We noted a transient increase in JC-1 fluorescence in the syncytiotrophoblast just in front of the apoptotic wave. We also noted a persistent increase in discrete areas subsequent to loss of JC-1 fluorescence of a syncytium. These discrete areas of increased JC-1 fluorescence are likely due to cytotrophoblasts that overlaid, underlaid, or were surrounded by syncytiotrophoblast: the frequency and shape of these regions were consistent with those of cytotrophoblasts detected by immunofluorescence of fixed cells and, in some cases (e.g., Fig. 3, cyto), the cytotrophoblast cell border was detectable by phase contrast microscopy. A simple explanation for these findings is that JC-1 is released from the depolarizing mitochondria of the syncytium resulting in an increase in JC-1 concentration in the cytoplasm in front of the wave, resulting in a transient increase in JC-1 signal ahead of the moving wave, and that the syncytiotrophoblast undergoing apoptosis also releases JC-1 into the medium, allowing an increase of JC-1 levels in the mitochondria of nearby, non-apoptotic cytotrophoblasts.

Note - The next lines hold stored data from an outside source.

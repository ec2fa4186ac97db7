/// Shorten a long hex string (hash, address) for log lines: `0x1234abcd..9f0e`.
pub fn abbreviate_hash(value: &str) -> String {
    let body = value.strip_prefix("0x").unwrap_or(value);
    if body.len() <= 12 || !body.is_ascii() {
        return value.to_string();
    }
    let prefix = if value.starts_with("0x") { "0x" } else { "" };
    format!("{}{}..{}", prefix, &body[..8], &body[body.len() - 4..])
}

Using fixed-cell microscopy and staining for caspase-cleaved cytokeratin 18 and PARP, we always detected apoptosis throughout an entire syncytium of cultured trophoblasts. Live-cell imaging of mitochondrial depolarization and nuclear condensation in syncytiotrophoblasts confirmed that apoptosis is unconstrained: apoptosis initiates in a localized region and spreads as a spatially coordinated wave at a rate of 4–5 μm/second without dissipation of velocity. This pattern of syncytiotrophoblast apoptosis occurred in standard condition (spontaneous events) and under inducing conditions (i.e., in the presence of CoCl2 or rotenone). Notably, the rate of propagation in cultured syncytiotrophoblasts is similar to what has been observed previously in mononucleated cells and syncytia generated by artificial fusion of HeLa cells [3739], including those initiated by activation of the intrinsic or extrinsic pathways of apoptosis [37,40,41].

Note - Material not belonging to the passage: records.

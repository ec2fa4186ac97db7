use super::{EventHandler, require_position, unexpected_payload};
use crate::ledger::{EscrowTransition, EventKind, EventPayload, LedgerEvent};
use crate::projection::{
	EscrowLogKind, EscrowLogPayload, EscrowStatus, NewEscrowLog, ProjectionStore,
};
use crate::sync::types::{HandleOutcome, SyncError};

use std::sync::Arc;

/// Applies one escrow transition to the matching commerce order and appends
/// the escrow journal entry.
///
/// LOCK applies only to an order with no escrow state yet; RELEASE and REFUND
/// apply from no state or ESCROWED. Anything against a terminal state is a
/// replay and is skipped.
pub struct EscrowTransitionHandler {
	store: Arc<dyn ProjectionStore>,
	transition: EscrowLogKind,
}

impl EscrowTransitionHandler {
	pub fn new(store: Arc<dyn ProjectionStore>, transition: EscrowLogKind) -> Self {
		Self { store, transition }
	}

	fn payload<'a>(&self, event: &'a LedgerEvent) -> Result<&'a EscrowTransition, SyncError> {
		match (self.transition, &event.payload) {
			(EscrowLogKind::Lock, EventPayload::EscrowLocked(t))
			| (EscrowLogKind::Release, EventPayload::EscrowReleased(t))
			| (EscrowLogKind::Refund, EventPayload::EscrowRefunded(t)) => Ok(t),
			_ => Err(unexpected_payload(self.kind(), event)),
		}
	}

	fn applies_from(&self, current: Option<EscrowStatus>) -> bool {
		match (self.transition, current) {
			(_, Some(status)) if status.is_terminal() => false,
			(EscrowLogKind::Lock, current) => current.is_none(),
			_ => true,
		}
	}
}

#[async_trait::async_trait]
impl EventHandler for EscrowTransitionHandler {
	fn kind(&self) -> EventKind {
		match self.transition {
			EscrowLogKind::Lock => EventKind::EscrowLocked,
			EscrowLogKind::Release => EventKind::EscrowReleased,
			EscrowLogKind::Refund => EventKind::EscrowRefunded,
		}
	}

	async fn handle(&self, event: &LedgerEvent) -> Result<HandleOutcome, SyncError> {
		let transition = self.payload(event)?;
		let position = require_position(event)?;

		let Some(order) = self
			.store
			.find_commerce_order(&transition.external_order_id)
			.await?
		else {
			return Ok(HandleOutcome::Dropped(format!(
				"no commerce order with external id {}",
				transition.external_order_id
			)));
		};

		if !self.applies_from(order.escrow_status) {
			return Ok(HandleOutcome::Skipped(format!(
				"commerce order {} already {}",
				order.id,
				order
					.escrow_status
					.map(|status| status.to_string())
					.unwrap_or_else(|| "without escrow".to_string())
			)));
		}

		self.store
			.apply_escrow_transition(NewEscrowLog {
				commerce_order_id: order.id,
				kind: self.transition,
				payload: EscrowLogPayload {
					buyer: transition.buyer.clone(),
					seller: transition.seller.clone(),
					amount: transition.amount.clone(),
					transaction_hash: position.transaction_hash.clone(),
					block_number: position.block_number,
					timestamp: event.timestamp,
				},
			})
			.await?;

		Ok(HandleOutcome::Applied)
	}
}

Our data do not currently address the mechanism by which the original intracellular asymmetry arises that initiates the mitochondrial depolarization and apoptotic wave. Based on other systems, one possibility is that there is a localized increase of ROS generation by a mitochondrion or a few adjacent mitochondria. This locally elevated ROS production could then induce ROS release from nearby mitochondria by a phenomenon termed ROS-induced ROS release [37,40,42,43]. Because of its self-reinforcing nature, the wave of ROS, and thus mitochondrial depolarization, cytochrome c release [37,40], and apoptosis could be propagated from a small initial region throughout the syncytium.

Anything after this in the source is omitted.